[Collected data entries]
▽
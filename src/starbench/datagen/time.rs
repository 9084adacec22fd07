//! Time dimension generator
//!
//! Enumerates every calendar day in the configured range; the cardinality
//! is exactly days-in-range, never sampled. Fiscal year starts in February.

use crate::starbench::model::TimeRow;
use chrono::{Datelike, NaiveDate, Weekday};

/// Fixed US-federal holiday set used for the holiday flag
const HOLIDAYS: [(u32, u32); 4] = [(1, 1), (7, 4), (11, 24), (12, 25)];

/// Generate one row per day in `[start, end]`
pub fn generate(start: NaiveDate, end: NaiveDate) -> Vec<TimeRow> {
    let mut rows = Vec::new();
    let mut date = start;
    while date <= end {
        rows.push(row_for(date));
        date = match date.succ_opt() {
            Some(d) => d,
            None => break,
        };
    }
    rows
}

fn row_for(date: NaiveDate) -> TimeRow {
    let month = date.month();
    let quarter = quarter_of(month);
    let weekday = date.weekday();

    // Fiscal year starts in February
    let fiscal_year = if month >= 2 { date.year() } else { date.year() - 1 };
    let fiscal_month = ((month as i32 - 2).rem_euclid(12) + 1) as u32;
    let fiscal_quarter = format!("FY-Q{}", (fiscal_month - 1) / 3 + 1);
    let fiscal_period = format!("FY{}-P{:02}", fiscal_year, fiscal_month);

    TimeRow {
        time_key: time_key_of(date),
        date,
        year: date.year(),
        quarter,
        month,
        month_name: month_name(month).to_string(),
        week: date.iso_week().week(),
        day_of_month: date.day(),
        day_of_week: weekday.number_from_monday(),
        day_name: day_name(weekday).to_string(),
        is_weekend: matches!(weekday, Weekday::Sat | Weekday::Sun),
        is_holiday: HOLIDAYS.contains(&(month, date.day())),
        fiscal_year,
        fiscal_quarter,
        fiscal_period,
    }
}

/// yyyymmdd surrogate key
pub fn time_key_of(date: NaiveDate) -> i64 {
    date.year() as i64 * 10_000 + date.month() as i64 * 100 + date.day() as i64
}

pub fn quarter_of(month: u32) -> u8 {
    ((month - 1) / 3 + 1) as u8
}

fn month_name(month: u32) -> &'static str {
    match month {
        1 => "January",
        2 => "February",
        3 => "March",
        4 => "April",
        5 => "May",
        6 => "June",
        7 => "July",
        8 => "August",
        9 => "September",
        10 => "October",
        11 => "November",
        _ => "December",
    }
}

fn day_name(weekday: Weekday) -> &'static str {
    match weekday {
        Weekday::Mon => "Monday",
        Weekday::Tue => "Tuesday",
        Weekday::Wed => "Wednesday",
        Weekday::Thu => "Thursday",
        Weekday::Fri => "Friday",
        Weekday::Sat => "Saturday",
        Weekday::Sun => "Sunday",
    }
}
△
■ **PROBLEM STATEMENT**
Set down no line except those from the one with "pub fn quarter_of(month: u32)" to the last line of the data, inclusive, each exactly as written.

■ **ANSWER TO THE PROBLEM**
pub fn quarter_of(month: u32) -> u8 {
    ((month - 1) / 3 + 1) as u8
}

fn month_name(month: u32) -> &'static str {
    match month {
        1 => "January",
        2 => "February",
        3 => "March",
        4 => "April",
        5 => "May",
        6 => "June",
        7 => "July",
        8 => "August",
        9 => "September",
        10 => "October",
        11 => "November",
        _ => "December",
    }
}

fn day_name(weekday: Weekday) -> &'static str {
    match weekday {
        Weekday::Mon => "Monday",
        Weekday::Tue => "Tuesday",
        Weekday::Wed => "Wednesday",
        Weekday::Thu => "Thursday",
        Weekday::Fri => "Friday",
        Weekday::Sat => "Saturday",
        Weekday::Sun => "Sunday",
    }
}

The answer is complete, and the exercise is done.